(EXERCISE PROMPT)
In the records below, some lines hold the word "CollectionError". Copy each of those lines.

· · · · · · ·

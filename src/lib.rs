//! Parmatch: distributed pairwise image matcher.
//!
//! Partitions the O(N^2) pair workload over worker threads, streams
//! wire-encoded match records to a collector over bounded channels, and
//! writes Bundler-compatible match files.

pub mod cluster;
pub mod engine;
pub mod error;
pub mod features;
pub mod types;
pub mod utils;
pub mod writer;

/// Re-export types for API
pub use error::{ClusterError, ClusterResult};
pub use types::*;

use kdam::Animation;
use log::debug;
use std::path::Path;
use std::sync::Arc;

use crate::cluster::{coordinator::resolve_worker_count, run_cluster, task_count};
use crate::engine::progress::{
    ProgressBarConfig, create_progress_bar, finish_bar, progress_callback,
};
use crate::features::matcher::{Matcher, RatioMatcher};
use crate::features::{FeatureStore, KeyFileStore};
use crate::writer::write_matches;

/// Result alias used by public parmatch API
pub use anyhow::Error;
pub type Result<T> = std::result::Result<T, Error>;

/// Single entry point: match every image pair under `root` with `opts` and
/// write `matches.init.txt` (plus `matches.geo.txt` when geometry is on)
/// into the same directory.
///
/// `root` must hold one `.key` feature file per image; file-name order
/// defines the image indexing in the output.
pub fn match_dir(root: &Path, opts: &MatchOpts) -> Result<MatchSummary> {
    let opts = Opts::from(opts);
    match_dir_with_opts(root, &opts)
}

/// Full-options variant of [`match_dir`], used by the CLI.
pub fn match_dir_with_opts(root: &Path, opts: &Opts) -> Result<MatchSummary> {
    debug!("{} CONFIG:{:#?}", env!("CARGO_PKG_NAME").to_uppercase(), opts);

    let store: Arc<dyn FeatureStore> = Arc::new(KeyFileStore::open(root)?);
    let n_items = store.items();
    let total_tasks = task_count(n_items);
    let worker_count = resolve_worker_count(opts.num_workers);
    let matcher: Arc<dyn Matcher> = Arc::new(RatioMatcher::new(opts.ratio, opts.with_geometry));

    // One message per record plus one end signal per worker.
    let match_bar = opts.verbose.then(|| {
        create_progress_bar(ProgressBarConfig::new(
            total_tasks + worker_count,
            "Matching",
            Animation::Classic,
        ))
    });
    let on_message = progress_callback(&match_bar);
    let buffer = run_cluster(
        store,
        matcher,
        worker_count,
        callback_ref(&on_message),
    )?;
    if let Some(bar) = &match_bar {
        finish_bar(bar);
    }

    let write_bar = opts.verbose.then(|| {
        create_progress_bar(ProgressBarConfig::new(
            n_items * n_items,
            "Writing",
            Animation::Classic,
        ))
    });
    let on_cell = progress_callback(&write_bar);
    write_matches(
        root,
        &buffer,
        n_items,
        opts.with_geometry,
        callback_ref(&on_cell),
    )?;
    if let Some(bar) = &write_bar {
        finish_bar(bar);
    }

    Ok(MatchSummary {
        items: n_items,
        tasks: total_tasks,
        records: buffer.len(),
    })
}

fn callback_ref(cb: &Option<Box<dyn Fn(usize) + Send>>) -> Option<&dyn Fn(usize)> {
    cb.as_ref().map(|f| f.as_ref() as &dyn Fn(usize))
}
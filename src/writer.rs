//! Match list writer: reconstructs the dense N x N view and emits the two
//! output files.
//!
//! The buffer stores each unordered pair once, in whichever orientation its
//! worker produced it. The writer visits every grid cell in row-major order
//! and resolves orientation per cell, so output order is canonical no matter
//! in which order records arrived.

use anyhow::{Context, Result};
use std::fs::File;
use std::io::{BufWriter, Write};
use std::path::Path;

use crate::types::{MatchBuffer, MatchRecord};

/// Primary output: pair indices and raw correspondence lists.
pub const MATCH_LIST_FILE: &str = "matches.init.txt";
/// Secondary output: per-pair geometry (inlier count, ratio, homography).
pub const GEOMETRY_LIST_FILE: &str = "matches.geo.txt";

/// Fixed re-indexing of the stored homography for a reversed cell: the matrix
/// transpose. This mirrors what the output format has always contained for
/// reversed pairs; it is a structural re-indexing, deliberately not a true
/// geometric inverse, and consumers may depend on it.
const REVERSED_H_ORDER: [usize; 9] = [0, 3, 6, 1, 4, 7, 2, 5, 8];

/// Write `matches.init.txt` (and `matches.geo.txt` when `with_geometry`) for
/// `n_items` images into `dir`. `on_cell` is called once per visited grid
/// cell, for progress reporting.
pub fn write_matches(
    dir: &Path,
    buffer: &MatchBuffer,
    n_items: usize,
    with_geometry: bool,
    on_cell: Option<&dyn Fn(usize)>,
) -> Result<()> {
    let primary_path = dir.join(MATCH_LIST_FILE);
    let mut primary = BufWriter::new(
        File::create(&primary_path)
            .with_context(|| format!("create {}", primary_path.display()))?,
    );

    let mut secondary = if with_geometry {
        let path = dir.join(GEOMETRY_LIST_FILE);
        Some(BufWriter::new(
            File::create(&path).with_context(|| format!("create {}", path.display()))?,
        ))
    } else {
        None
    };

    for i in 0..n_items as u32 {
        for j in 0..n_items as u32 {
            // The diagonal and never-assigned pairs miss; emit nothing.
            if let Some((record, reversed)) = buffer.get(i, j) {
                if reversed {
                    write_reversed(&mut primary, secondary.as_mut(), record, i, j)?;
                } else {
                    write_canonical(&mut primary, secondary.as_mut(), record, i, j)?;
                }
            }
            if let Some(f) = on_cell {
                f(1);
            }
        }
    }

    primary.flush()?;
    if let Some(mut sec) = secondary {
        sec.flush()?;
    }
    Ok(())
}

/// Cell matches the stored orientation: emit fields as recorded.
fn write_canonical(
    primary: &mut impl Write,
    secondary: Option<&mut impl Write>,
    record: &MatchRecord,
    i: u32,
    j: u32,
) -> Result<()> {
    writeln!(primary, "{i} {j}")?;
    writeln!(primary, "{}", record.correspondences.len())?;
    for c in &record.correspondences {
        writeln!(primary, "{} {}", c.query, c.train)?;
    }

    if let Some(sec) = secondary
        && record.inliers > 0
    {
        writeln!(sec, "{i} {j}")?;
        writeln!(sec, "{}", record.inliers)?;
        writeln!(sec, "{:.6}", record.inlier_ratio)?;
        write_h_line(sec, &record.homography, &[0, 1, 2, 3, 4, 5, 6, 7, 8])?;
    }
    Ok(())
}

/// Cell is the mirror of the stored orientation: swap the pair and every
/// correspondence; geometry keeps the stored H values transposed, with the
/// inlier statistics zeroed since they were computed for the canonical
/// direction only.
fn write_reversed(
    primary: &mut impl Write,
    secondary: Option<&mut impl Write>,
    record: &MatchRecord,
    i: u32,
    j: u32,
) -> Result<()> {
    writeln!(primary, "{i} {j}")?;
    writeln!(primary, "{}", record.correspondences.len())?;
    for c in &record.correspondences {
        writeln!(primary, "{} {}", c.train, c.query)?;
    }

    if let Some(sec) = secondary
        && record.inliers > 0
    {
        writeln!(sec, "{i} {j}")?;
        writeln!(sec, "0")?;
        writeln!(sec, "{:.6}", 0.0f32)?;
        write_h_line(sec, &record.homography, &REVERSED_H_ORDER)?;
    }
    Ok(())
}

fn write_h_line(out: &mut impl Write, h: &[f32; 9], order: &[usize; 9]) -> Result<()> {
    let line = order
        .iter()
        .map(|&k| format!("{:.6}", h[k]))
        .collect::<Vec<_>>()
        .join(" ");
    writeln!(out, "{line}")?;
    Ok(())
}
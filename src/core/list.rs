//! Scored list over a single sorted set, with a paging cursor
//!
//! The cursor snapshots the number of matching members when it is built and
//! then walks by fixed-size pages. It advances by the requested page size, not
//! by what a page actually returned, so members removed or added while paging
//! can shift entries across page boundaries: some may be skipped or repeated.

use crate::core::store::{Page, ScoreBound, ScoreRange, Store};
use crate::error::{CollectionError, Result};
use std::collections::HashSet;
use std::sync::Arc;

/// A member and its integer score
#[derive(Debug, Clone, PartialEq, Eq, Hash)]
pub struct ListEntry {
    pub member: String,
    pub score: i64,
}

impl ListEntry {
    pub fn new(member: impl Into<String>, score: i64) -> Self {
        ListEntry {
            member: member.into(),
            score,
        }
    }
}

/// Ordered set of members with integer scores
pub struct ScoredList {
    store: Arc<dyn Store>,
    key: String,
}

impl ScoredList {
    pub fn new(store: Arc<dyn Store>, key: impl Into<String>) -> Self {
        ScoredList {
            store,
            key: key.into(),
        }
    }

    pub fn key(&self) -> &str {
        &self.key
    }

    /// Insert `member` or overwrite its score
    pub fn set(&self, member: &str, score: i64) -> Result<()> {
        self.store.zadd(&self.key, member, score as f64)?;
        Ok(())
    }

    /// Remove members; absent ones are ignored
    pub fn del<I, S>(&self, members: I) -> Result<()>
    where
        I: IntoIterator<Item = S>,
        S: AsRef<str>,
    {
        let members: Vec<String> = members.into_iter().map(|m| m.as_ref().to_string()).collect();
        if members.is_empty() {
            return Ok(());
        }
        self.store.zrem(&self.key, &members)?;
        Ok(())
    }

    pub fn contains(&self, member: &str) -> Result<bool> {
        Ok(self.store.zrank(&self.key, member)?.is_some())
    }

    /// The members that exist, checked in one pipelined round trip
    ///
    /// Duplicates in the input are reported once.
    pub fn batch_contains<I, S>(&self, members: I) -> Result<Vec<String>>
    where
        I: IntoIterator<Item = S>,
        S: AsRef<str>,
    {
        let mut seen = HashSet::new();
        let members: Vec<String> = members
            .into_iter()
            .map(|m| m.as_ref().to_string())
            .filter(|m| seen.insert(m.clone()))
            .collect();
        if members.is_empty() {
            return Ok(Vec::new());
        }
        let ranks = self.store.zrank_batch(&self.key, &members)?;
        Ok(members
            .into_iter()
            .zip(ranks)
            .filter_map(|(m, rank)| rank.map(|_| m))
            .collect())
    }

    /// Build a cursor over scores in `[min, max]`
    ///
    /// A bound of 0 means unbounded on that side. `reverse = false` pages in
    /// ascending score order, `true` in descending order. `count` is the page
    /// size and must be positive; a zero page size is not rejected by
    /// [`ListIterator::next_page`] (it never advances the cursor), while
    /// [`ListIterator::pages`] yields nothing for it.
    pub fn range_with_score(
        &self,
        min: u64,
        max: u64,
        offset: u64,
        count: u64,
        reverse: bool,
    ) -> Result<ListIterator> {
        let range = ScoreRange::new(bound(min), bound(max));
        let all_count = self.store.zcount(&self.key, range)?;
        Ok(ListIterator {
            store: self.store.clone(),
            key: self.key.clone(),
            range,
            offset,
            count,
            all_count,
            reverse,
        })
    }
}

fn bound(value: u64) -> ScoreBound {
    if value == 0 {
        ScoreBound::Unbounded
    } else {
        ScoreBound::Inclusive(value as f64)
    }
}

/// Paging cursor returned by [`ScoredList::range_with_score`]
///
/// Not meant to be shared; each consumer should build its own.
pub struct ListIterator {
    store: Arc<dyn Store>,
    key: String,
    range: ScoreRange,
    offset: u64,
    count: u64,
    all_count: u64,
    reverse: bool,
}

impl ListIterator {
    /// Matching members at construction time; never refreshed
    pub fn count(&self) -> u64 {
        self.all_count
    }

    /// Current offset into the range
    pub fn offset(&self) -> u64 {
        self.offset
    }

    /// Fetch the next page
    ///
    /// # Errors
    ///
    /// `IteratorExhausted` once the offset reaches the snapshot count.
    pub fn next_page(&mut self) -> Result<Vec<ListEntry>> {
        if self.offset >= self.all_count {
            return Err(CollectionError::IteratorExhausted);
        }
        let members = self.store.zrange_by_score(
            &self.key,
            self.range,
            Page::new(self.offset, self.count),
            self.reverse,
        )?;
        self.offset = self.offset.saturating_add(self.count);
        Ok(members
            .into_iter()
            .map(|m| ListEntry::new(m.member, m.score as i64))
            .collect())
    }

    /// Iterate pages until the cursor is exhausted
    ///
    /// Yields nothing for a zero page size, which could never advance.
    pub fn pages(&mut self) -> Pages<'_> {
        Pages { iter: self }
    }
}

/// Iterator over the remaining pages of a [`ListIterator`]
pub struct Pages<'a> {
    iter: &'a mut ListIterator,
}

impl Iterator for Pages<'_> {
    type Item = Result<Vec<ListEntry>>;

    fn next(&mut self) -> Option<Self::Item> {
        if self.iter.count == 0 {
            return None;
        }
        match self.iter.next_page() {
            Err(CollectionError::IteratorExhausted) => None,
            other => Some(other),
        }
    }
}
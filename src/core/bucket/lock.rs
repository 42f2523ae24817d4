//! Advisory write lock on a bucket collection
//!
//! Cooperative only: writers that never call [`ShardedBucket::lock`] are not
//! stopped. Acquisition never waits; the lock expires on its own after the
//! configured TTL and is not renewed.

use super::{index_key, ShardedBucket};
use crate::error::{CollectionError, Result};
use tracing::debug;

fn lock_key(name: &str) -> String {
    format!("{}#WLOCK", index_key(name))
}

impl ShardedBucket {
    /// Try to take the lock for `name`, failing immediately if it is held
    pub fn lock(&self, name: &str) -> Result<()> {
        let key = lock_key(name);
        if self.store.exists(&key)? {
            return Err(CollectionError::LockHeld(name.to_string()));
        }
        if !self.store.set_nx_ex(&key, "1", self.lock_ttl)? {
            return Err(CollectionError::LockHeld(name.to_string()));
        }
        debug!("{}: locked for {:?}", name, self.lock_ttl);
        Ok(())
    }

    /// Release the lock for `name`, whoever holds it
    pub fn unlock(&self, name: &str) -> Result<()> {
        self.store.del(&lock_key(name))?;
        debug!("{}: unlocked", name);
        Ok(())
    }
}

#[cfg(test)]
mod tests {
    use super::*;
    use crate::core::bucket::MetaCache;
    use crate::core::store::{MemoryStore, Store};
    use std::sync::Arc;
    use std::time::Duration;

    fn bucket_with_ttl(ttl: Duration) -> (Arc<MemoryStore>, ShardedBucket) {
        let store = Arc::new(MemoryStore::new());
        let cache = Arc::new(MetaCache::new(16).unwrap());
        let bucket = ShardedBucket::with_cache(store.clone(), cache, ttl);
        (store, bucket)
    }

    #[test]
    fn test_lock_key_layout() {
        assert_eq!(lock_key("feed"), "feed#bucket_index#WLOCK");
    }

    #[test]
    fn test_lock_is_exclusive() {
        let (store, bucket) = bucket_with_ttl(Duration::from_secs(5));
        bucket.lock("feed").unwrap();
        assert!(store.exists("feed#bucket_index#WLOCK").unwrap());
        assert!(matches!(bucket.lock("feed"), Err(CollectionError::LockHeld(_))));

        // Other collections are unaffected
        bucket.lock("other").unwrap();
    }

    #[test]
    fn test_unlock_releases() {
        let (_store, bucket) = bucket_with_ttl(Duration::from_secs(5));
        bucket.lock("feed").unwrap();
        bucket.unlock("feed").unwrap();
        bucket.lock("feed").unwrap();

        // Unlocking a free lock is fine
        bucket.unlock("feed").unwrap();
        bucket.unlock("feed").unwrap();
    }

    #[test]
    fn test_lock_expires() {
        let (_store, bucket) = bucket_with_ttl(Duration::from_millis(100));
        bucket.lock("feed").unwrap();
        assert!(bucket.lock("feed").is_err());
        std::thread::sleep(Duration::from_millis(150));
        bucket.lock("feed").unwrap();
    }

    #[test]
    fn test_default_ttl_is_five_seconds() {
        let store = Arc::new(MemoryStore::new());
        let bucket = ShardedBucket::new(store).unwrap();
        assert_eq!(bucket.lock_ttl(), Duration::from_secs(5));
    }
}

· · · · · · ·

(ANSWER AREA)
use crate::error::{CollectionError, Result};
            return Err(CollectionError::IteratorExhausted);
            Err(CollectionError::IteratorExhausted) => None,
use crate::error::{CollectionError, Result};
            return Err(CollectionError::LockHeld(name.to_string()));
            return Err(CollectionError::LockHeld(name.to_string()));
        assert!(matches!(bucket.lock("feed"), Err(CollectionError::LockHeld(_))));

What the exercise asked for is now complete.